About 10 years ago, I might have been responsible for suggesting that companies limited by guarantee be used in this context. We had been appointed to advise the Scottish Office as it investigated ways to introduce private sector capital to water and sewerage in Scotland. The Treasury asked us exactly what companies limited by guarantee were, which suggested to me that the idea was possibly fairly new. At that stage, we had witnessed what had happened in England and were aware that it might be possible to arrive at a better model in Scotland. What made the area financially attractive was the fact that banking finance was available on attractive terms without the need to service shareholders. However, our suggestion was not subsequently pursued and the PFI system was introduced instead.
The situation with Railtrack was always difficult. I could not understand how the conflict between shareholder interest and the overwhelming need for investment could be resolved with genuine public sector infrastructure and no competition. It seemed a bit of a fudge at the time and since then, as we all know, it has fallen apart.

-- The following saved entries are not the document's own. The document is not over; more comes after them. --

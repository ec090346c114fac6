use std::sync::Arc;

use serde::Serialize;

use crate::view::StatusSnapshot;

pub const LOADING_HEADING: &str = "Loading...";
pub const UPDATING_LINE: &str = "Updating...";

#[derive(Debug, Clone, Copy, PartialEq, Eq, Serialize)]
#[serde(tag = "phase", rename_all = "snake_case")]
pub enum DashboardPhase {
    Loading,
    Rendering,
    CountingDown { remaining_secs: u32 },
}

/// What the dashboard shows right now. Replaced wholesale on every phase change.
#[derive(Debug, Clone, PartialEq, Eq, Serialize)]
pub struct DashboardState {
    #[serde(flatten)]
    pub phase: DashboardPhase,
    pub snapshot: Option<Arc<StatusSnapshot>>,
}

impl DashboardState {
    pub fn loading() -> Self {
        Self {
            phase: DashboardPhase::Loading,
            snapshot: None,
        }
    }

    pub fn rendering(previous: Option<Arc<StatusSnapshot>>) -> Self {
        Self {
            phase: DashboardPhase::Rendering,
            snapshot: previous,
        }
    }

    pub fn counting_down(snapshot: Arc<StatusSnapshot>, remaining_secs: u32) -> Self {
        Self {
            phase: DashboardPhase::CountingDown { remaining_secs },
            snapshot: Some(snapshot),
        }
    }

    pub fn heading(&self) -> &'static str {
        match &self.snapshot {
            Some(snapshot) => snapshot.title,
            None => LOADING_HEADING,
        }
    }

    /// Line shown under the footer; `None` until the first snapshot exists.
    pub fn status_line(&self) -> Option<String> {
        let snapshot = self.snapshot.as_ref()?;
        match self.phase {
            DashboardPhase::CountingDown { remaining_secs } => Some(format!(
                "Last updated {}, next update in {} seconds",
                snapshot.last_updated(),
                remaining_secs
            )),
            DashboardPhase::Rendering => Some(UPDATING_LINE.to_string()),
            DashboardPhase::Loading => None,
        }
    }
}

impl Default for DashboardState {
    fn default() -> Self {
        Self::loading()
    }
}
use serde::{Deserialize, Serialize};

/// Value the feed uses in place of a URL when a site has nothing to link to.
pub const NO_LINK: &str = "NONE";

/// Top-level document returned by the status endpoint.
#[derive(Debug, Clone, PartialEq, Eq, Serialize, Deserialize)]
pub struct FeedEnvelope {
    /// HTML fragment shown under the table.
    pub message: String,
    /// Reports in ascending age order, as delivered.
    #[serde(rename = "siteInfo")]
    pub site_info: Vec<SiteReport>,
}

#[derive(Debug, Clone, PartialEq, Eq, Serialize, Deserialize)]
pub struct SiteReport {
    #[serde(rename = "siteCode")]
    pub site_code: String,
    #[serde(rename = "age")]
    pub age_seconds: u64,
    #[serde(rename = "imageLink")]
    pub image_link: String,
    #[serde(rename = "movieURL")]
    pub movie_url: String,
}

impl SiteReport {
    pub fn image_href(&self) -> Option<&str> {
        link_target(&self.image_link)
    }

    pub fn movie_href(&self) -> Option<&str> {
        link_target(&self.movie_url)
    }
}

/// Maps the `NONE` sentinel to `None`; any other value is a link target.
pub fn link_target(raw: &str) -> Option<&str> {
    if raw == NO_LINK {
        None
    } else {
        Some(raw)
    }
}
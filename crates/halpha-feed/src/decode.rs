use crate::errors::FeedError;
use crate::model::FeedEnvelope;

pub fn parse_feed(body: &str) -> Result<FeedEnvelope, FeedError> {
    parse_feed_slice(body.as_bytes())
}

pub fn parse_feed_slice(body: &[u8]) -> Result<FeedEnvelope, FeedError> {
    if body.iter().all(u8::is_ascii_whitespace) {
        return Err(FeedError::Empty);
    }

    Ok(serde_json::from_slice(body)?)
}
use thiserror::Error;

#[derive(Debug, Error)]
pub enum FeedError {
    #[error("feed body was empty")]
    Empty,

    #[error("feed body is not valid JSON (line {line}, column {column}): {source}")]
    Malformed {
        line: usize,
        column: usize,
        #[source]
        source: serde_json::Error,
    },

    #[error("feed JSON does not match the expected envelope (line {line}, column {column}): {source}")]
    Shape {
        line: usize,
        column: usize,
        #[source]
        source: serde_json::Error,
    },
}

impl From<serde_json::Error> for FeedError {
    fn from(source: serde_json::Error) -> Self {
        let (line, column) = (source.line(), source.column());
        if source.is_data() {
            FeedError::Shape {
                line,
                column,
                source,
            }
        } else {
            FeedError::Malformed {
                line,
                column,
                source,
            }
        }
    }
}
// crates/halpha-core/src/error.rs

use std::path::PathBuf;

use halpha_feed::FeedError;
use thiserror::Error;

#[derive(Error, Debug)]
pub enum DashboardError {
    #[error("feed request failed: {0}")]
    Http(#[from] reqwest::Error),

    #[error("feed endpoint {url} answered with HTTP {status}")]
    Status { url: String, status: u16 },

    #[error("feed decoding failed: {0}")]
    Feed(#[from] FeedError),

    #[error("status icon missing: {}", .0.display())]
    MissingIcon(PathBuf),

    #[error("configuration error: {0}")]
    Config(String),
}

pub type Result<T> = std::result::Result<T, DashboardError>;
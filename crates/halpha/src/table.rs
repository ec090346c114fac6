use comfy_table::Table;
use halpha_core::view::{StatusSnapshot, COLUMN_HEADERS};

/// Terminal rendition of the dashboard table; blank cells stand in for missing links.
pub fn render_table(snapshot: &StatusSnapshot) -> Table {
    let mut table = Table::new();
    table.set_header(COLUMN_HEADERS.to_vec());

    for row in snapshot.table.site_rows() {
        table.add_row(vec![
            row.icon.label().to_string(),
            row.site_name.clone(),
            row.age_text.clone(),
            row.image_link.clone().unwrap_or_default(),
            row.movie_link.clone().unwrap_or_default(),
        ]);
    }

    table
}

#[cfg(test)]
mod tests {
    use chrono::{TimeZone, Utc};
    use halpha_feed::{FeedEnvelope, SiteReport};

    use super::*;

    #[test]
    fn table_lists_sites_in_feed_order() {
        let envelope = FeedEnvelope {
            message: String::new(),
            site_info: vec![
                SiteReport {
                    site_code: "U".into(),
                    age_seconds: 59,
                    image_link: "NONE".into(),
                    movie_url: "NONE".into(),
                },
                SiteReport {
                    site_code: "Z".into(),
                    age_seconds: 300_000,
                    image_link: "NONE".into(),
                    movie_url: "NONE".into(),
                },
            ],
        };
        let at = Utc.with_ymd_and_hms(2024, 1, 1, 0, 0, 0).unwrap();
        let rendered = render_table(&StatusSnapshot::from_envelope(&envelope, at)).to_string();

        assert!(rendered.contains("Data age"));
        let udaipur = rendered.find("Udaipur, India").expect("udaipur row");
        let boulder = rendered.find("Boulder, CO, United States").expect("boulder row");
        assert!(udaipur < boulder);
        assert!(rendered.contains("59 Seconds"));
        assert!(rendered.contains("question-mark"));
        assert!(!rendered.contains("NONE"));
    }
}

In Scotland, we have taken a course that involves a development of the public sector model. I mentioned earlier that I thought that the Scottish Executive might have been interfering too much in the authorities' business and not letting management get on with the job in hand. This morning, I have suggested that the legislation that is proposed would result in a freer public sector model that would serve the community's interests. In that situation, the vigilance of Parliament and the existence of the water commissioner as a regulator would be the safeguards. Would it be better if the role of the safeguard were played by the community without the intervention of Parliament or the Scottish Executive? I am not as clear about that as I used to be. I think that the model that is in the bill is just as good, provided that commercial freedoms are enhanced in the way that they seem likely to be.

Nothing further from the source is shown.